I guess they will have cap space that equals the cap at the time they start as a team? Can they trade like any other team right away and use their cap room to absorb salary?

I guess they will have a 1st and 2nd round pick? Will they have more? 

I've read rumors that they may be able to take players from other teams benches? If true, how many players can a team protect?

Details, details and all I have is speculation. Anyone know the specifics?


----------



## J-MAC (Jan 26, 2003)

*expansion draft*

Each of the existing teams will protect 8 players. Charlotte can choose from the unprotected players. They could end up with a half-decent team since it's just the one expansion team.


----------



## Sicky Dimpkins (May 28, 2002)

Hey thanks for the response. I didn't see many threads but I only had the last 5 days chosen. I went back and am in the middle of reading all the old threads. 

I can't tell you your business since I'm a visitor(Bull fan) but I think it might be good for all concerned if a FAQ thread was created and made into a "sticky" thread. Your new team/forum will be getting alot of visitors and they will be heavy on questions.
It could reduce the amount of confusion and bickering about asking the same questions over and over again. An ounce of prevention is worth a pound of cure.

I should have read past threads first. Sorry.  Peace.

Only 8 players can be protected?
That's scary.


----------



## Fergus (Oct 2, 2002)

This is probably the best time in the history of professional basketball to start up a new franchise. In the present incarnation of free agency, a lot of teams will be tempted to leave a decent but high paid player unprotected.

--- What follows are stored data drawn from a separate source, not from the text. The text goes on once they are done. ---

//! The `submit` management command.
//!
//! Replays a sequence of field edits against a form, submits it once, and
//! prints the rendered form followed by the result text or the field errors.
//! `--json` prints the whole report as a JSON document instead.
//!
//! ```text
//! formkit submit --set Name=Ana --set Age=30 --set Country=UK
//! formkit submit --json --set Name=Ana
//! ```

use std::collections::BTreeMap;

use async_trait::async_trait;
use formkit_core::{FormkitError, Settings};
use formkit_forms::{FormRenderer, RenderOptions, Schema, SubmitEvent};
use serde::Serialize;

use crate::command::ManagementCommand;
use crate::commands::{emit, resolve_schema, schema_arg};

/// Fills in and submits a form from the command line.
pub struct SubmitCommand;

/// What a submission produced.
#[derive(Debug, Clone, PartialEq, Eq, Serialize)]
pub struct SubmissionReport {
    /// The rendered form after submission.
    pub html: String,
    /// The result text (empty unless a submission succeeded).
    pub result_text: String,
    /// Non-empty field errors, ordered by label.
    pub errors: BTreeMap<String, String>,
}

impl SubmissionReport {
    /// Returns `true` if the submission was accepted.
    pub fn accepted(&self) -> bool {
        self.errors.is_empty()
    }

    /// The lines printed after the form: the result text on success,
    /// otherwise one `label: message` line per field error.
    pub fn summary_lines(&self) -> Vec<String> {
        if self.accepted() {
            return vec![self.result_text.clone()];
        }
        self.errors
            .iter()
            .map(|(label, msg)| format!("{label}: {msg}"))
            .collect()
    }
}

/// Splits a `LABEL=VALUE` assignment at the first `=`. The value may be empty.
pub fn parse_assignment(raw: &str) -> Result<(String, String), FormkitError> {
    raw.split_once('=')
        .map(|(label, value)| (label.to_string(), value.to_string()))
        .ok_or_else(|| {
            FormkitError::CommandError(format!("Expected LABEL=VALUE, got '{raw}'"))
        })
}

/// Applies each edit in order, submits once, and reports the outcome.
pub fn run_submission(
    schema: Schema,
    settings: &Settings,
    edits: &[(String, String)],
) -> SubmissionReport {
    let mut form = FormRenderer::with_options(schema, RenderOptions::from_settings(settings));
    for (label, value) in edits {
        form.handle_change(label, value.as_str());
    }
    form.handle_submit(&mut SubmitEvent::new());

    SubmissionReport {
        html: form.render(),
        result_text: form.result_text().to_string(),
        errors: form
            .errors()
            .iter()
            .filter(|(_, msg)| !msg.is_empty())
            .map(|(label, msg)| (label.clone(), msg.clone()))
            .collect(),
    }
}

#[async_trait]
impl ManagementCommand for SubmitCommand {
    fn name(&self) -> &'static str {
        "submit"
    }

    fn help(&self) -> &'static str {
        "Fill in the form with --set LABEL=VALUE edits and submit it"
    }

    fn add_arguments(&self, cmd: clap::Command) -> clap::Command {
        cmd.arg(schema_arg())
            .arg(
                clap::Arg::new("set")
                    .long("set")
                    .value_name("LABEL=VALUE")
                    .action(clap::ArgAction::Append)
                    .help("Edit a field before submitting (repeatable, applied in order)"),
            )
            .arg(
                clap::Arg::new("json")
                    .long("json")
                    .action(clap::ArgAction::SetTrue)
                    .help("Print the report as JSON"),
            )
    }

    async fn handle(
        &self,
        matches: &clap::ArgMatches,
        settings: &Settings,
    ) -> Result<(), FormkitError> {
        let schema = resolve_schema(matches, settings)?;
        let edits = matches
            .get_many::<String>("set")
            .into_iter()
            .flatten()
            .map(|raw| parse_assignment(raw))
            .collect::<Result<Vec<_>, _>>()?;

        let report = run_submission(schema, settings, &edits);
        if report.accepted() {
            tracing::info!(result = %report.result_text, "form submitted");
        } else {
            tracing::info!(errors = report.errors.len(), "form has errors");
        }

        if matches.get_flag("json") {
            return emit(&serde_json::to_string_pretty(&report)?);
        }
        emit(&report.html)?;
        for line in report.summary_lines() {
            emit(&line)?;
        }
        Ok(())
    }
}

#[cfg(test)]
mod tests {
    use super::*;
    use formkit_forms::{example_schema, REQUIRED_MESSAGE};

    fn edits(pairs: &[(&str, &str)]) -> Vec<(String, String)> {
        pairs
            .iter()
            .map(|(l, v)| ((*l).to_string(), (*v).to_string()))
            .collect()
    }

    #[test]
    fn test_parse_assignment() {
        assert_eq!(
            parse_assignment("Name=Ana").unwrap(),
            ("Name".to_string(), "Ana".to_string())
        );
        assert_eq!(
            parse_assignment("Note=a=b").unwrap(),
            ("Note".to_string(), "a=b".to_string())
        );
        assert_eq!(
            parse_assignment("Name=").unwrap(),
            ("Name".to_string(), String::new())
        );
        assert!(parse_assignment("Name").is_err());
    }

    #[test]
    fn test_run_submission_valid() {
        let report = run_submission(
            example_schema(),
            &Settings::default(),
            &edits(&[("Name", "Ana"), ("Age", "30"), ("Country", "UK")]),
        );
        assert_eq!(report.result_text, "Ana is 30 years old from UK");
        assert!(report.errors.is_empty());
        assert!(report.html.contains("Ana is 30 years old from UK"));
    }

    #[test]
    fn test_run_submission_missing_fields() {
        let report = run_submission(
            example_schema(),
            &Settings::default(),
            &edits(&[("Name", "Ana")]),
        );
        assert_eq!(report.result_text, "");
        assert_eq!(
            report.errors.keys().map(String::as_str).collect::<Vec<_>>(),
            vec!["Age", "Country"]
        );
        assert!(report.errors.values().all(|m| m == REQUIRED_MESSAGE));
    }

    #[test]
    fn test_edits_apply_in_order() {
        let report = run_submission(
            example_schema(),
            &Settings::default(),
            &edits(&[
                ("Name", "Ana"),
                ("Name", "Bo"),
                ("Age", "7"),
                ("Country", "Other"),
            ]),
        );
        assert_eq!(report.result_text, "Bo is 7 years old from Other");
    }

    #[test]
    fn test_summary_lines_print_result_text_on_success() {
        let report = run_submission(
            example_schema(),
            &Settings::default(),
            &edits(&[("Name", "Ana"), ("Age", "30"), ("Country", "UK")]),
        );
        assert!(report.accepted());
        assert_eq!(report.summary_lines(), vec!["Ana is 30 years old from UK"]);
    }

    #[test]
    fn test_summary_lines_list_errors_by_label() {
        let report = run_submission(example_schema(), &Settings::default(), &[]);
        assert!(!report.accepted());
        assert_eq!(
            report.summary_lines(),
            vec![
                format!("Age: {REQUIRED_MESSAGE}"),
                format!("Country: {REQUIRED_MESSAGE}"),
                format!("Name: {REQUIRED_MESSAGE}"),
            ]
        );
    }

    #[test]
    fn test_report_serializes_to_json() {
        let report = run_submission(
            example_schema(),
            &Settings::default(),
            &edits(&[("Name", "Ana"), ("Age", "30")]),
        );
        let value = serde_json::to_value(&report).unwrap();
        assert_eq!(value["result_text"], "");
        assert_eq!(value["errors"]["Country"], REQUIRED_MESSAGE);
        assert!(value["html"].as_str().unwrap().starts_with("<form"));
    }
}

The NFL had a similar situation occur with the Texans. 

The challenge will be deciding which players are worth the money. 

Just a thought from another Bulls fan!


----------



## The_Franchise (Mar 30, 2003)

*Charlotte Monkeys*



> Only 8 players can be protected?


Not really, 8 players is more than enough, except for the ever so deep Sacramento Kings. 

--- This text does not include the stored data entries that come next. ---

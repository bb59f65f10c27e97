//! Bound fields: a descriptor paired with its current value and error.
//!
//! A [`BoundField`] is created during rendering for each descriptor in the
//! schema. It owns copies of everything needed to emit one form row: the
//! label, the control, the pass-through attributes, the value and the error.

use std::collections::BTreeMap;

use formkit_core::utils::text::{escape_html, id_fragment};

use crate::schema::{AttrValue, FieldDescriptor};
use crate::widgets::{self, Control};

/// A form field bound to its current value and error.
pub struct BoundField {
    /// The field's label, also used as the HTML `name`.
    pub label: String,
    /// The current value.
    pub value: String,
    /// The current error message; empty means no error.
    pub error: String,
    /// Pass-through attributes from the descriptor.
    pub attrs: BTreeMap<String, AttrValue>,
    /// The control used for rendering.
    pub control: Box<dyn Control>,
}

impl BoundField {
    /// Creates a new `BoundField` from a descriptor and current state.
    pub fn new(field: &FieldDescriptor, value: &str, error: &str) -> Self {
        Self {
            label: field.label.clone(),
            value: value.to_string(),
            error: error.to_string(),
            attrs: field.attrs.clone(),
            control: widgets::create_control(field),
        }
    }

    /// Returns the auto-generated HTML `id` for this field.
    pub fn auto_id(&self) -> String {
        format!("id_{}", id_fragment(&self.label))
    }

    /// The `id` the control is rendered with: a pass-through `id` if the
    /// descriptor has one, otherwise [`auto_id`](Self::auto_id).
    pub fn html_id(&self) -> String {
        match self.attrs.get("id") {
            Some(AttrValue::String(id)) => id.clone(),
            Some(AttrValue::Number(n)) => n.to_string(),
            _ => self.auto_id(),
        }
    }

    /// Renders the control HTML for this bound field.
    pub fn render(&self) -> String {
        let mut attrs = self.attrs.clone();
        attrs
            .entry("id".to_string())
            .or_insert_with(|| AttrValue::String(self.auto_id()));
        self.control.render(&self.label, &self.value, &attrs)
    }

    /// Renders a `<label>` element for this field.
    pub fn label_tag(&self) -> String {
        let label_id = self.control.id_for_label(&self.html_id());
        format!(
            r#"<label for="{}">{}</label>"#,
            escape_html(&label_id),
            escape_html(&self.label)
        )
    }

    /// Returns `true` if this field currently displays an error.
    pub fn has_error(&self) -> bool {
        !self.error.is_empty()
    }

    /// Renders the error line, or an empty string when there is no error.
    pub fn error_html(&self) -> String {
        if self.error.is_empty() {
            return String::new();
        }
        format!(r#"<div class="error-message">{}</div>"#, escape_html(&self.error))
    }

    /// Renders the complete row: label, control, and the error line directly
    /// beneath the control.
    pub fn render_row(&self) -> String {
        format!(
            r#"<div class="field">{}{}{}</div>"#,
            self.label_tag(),
            self.render(),
            self.error_html()
        )
    }
}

In Sacramento's case, Peja, CWebb, Christie, Bibby, Divac, BJackson and Clark they will have to hang on to.
They will probably let go Pollard and Jim Jackson and hang on to Turkoglu, who is a bright future ahead if he gets playing time. Charlotte will latch onto Gerald Wallace.


----------



## Crossword (Jun 7, 2002)

Can they just choose which teams to pick from? I mean I wouldn't want to pick from Cleveland or Chicago or Denver, but I'd definately want to pick from Portland, Sacramento, and Dallas. Know what I'm saying? Is the draft in order of worst record, is it just random, or is there no order at all?


----------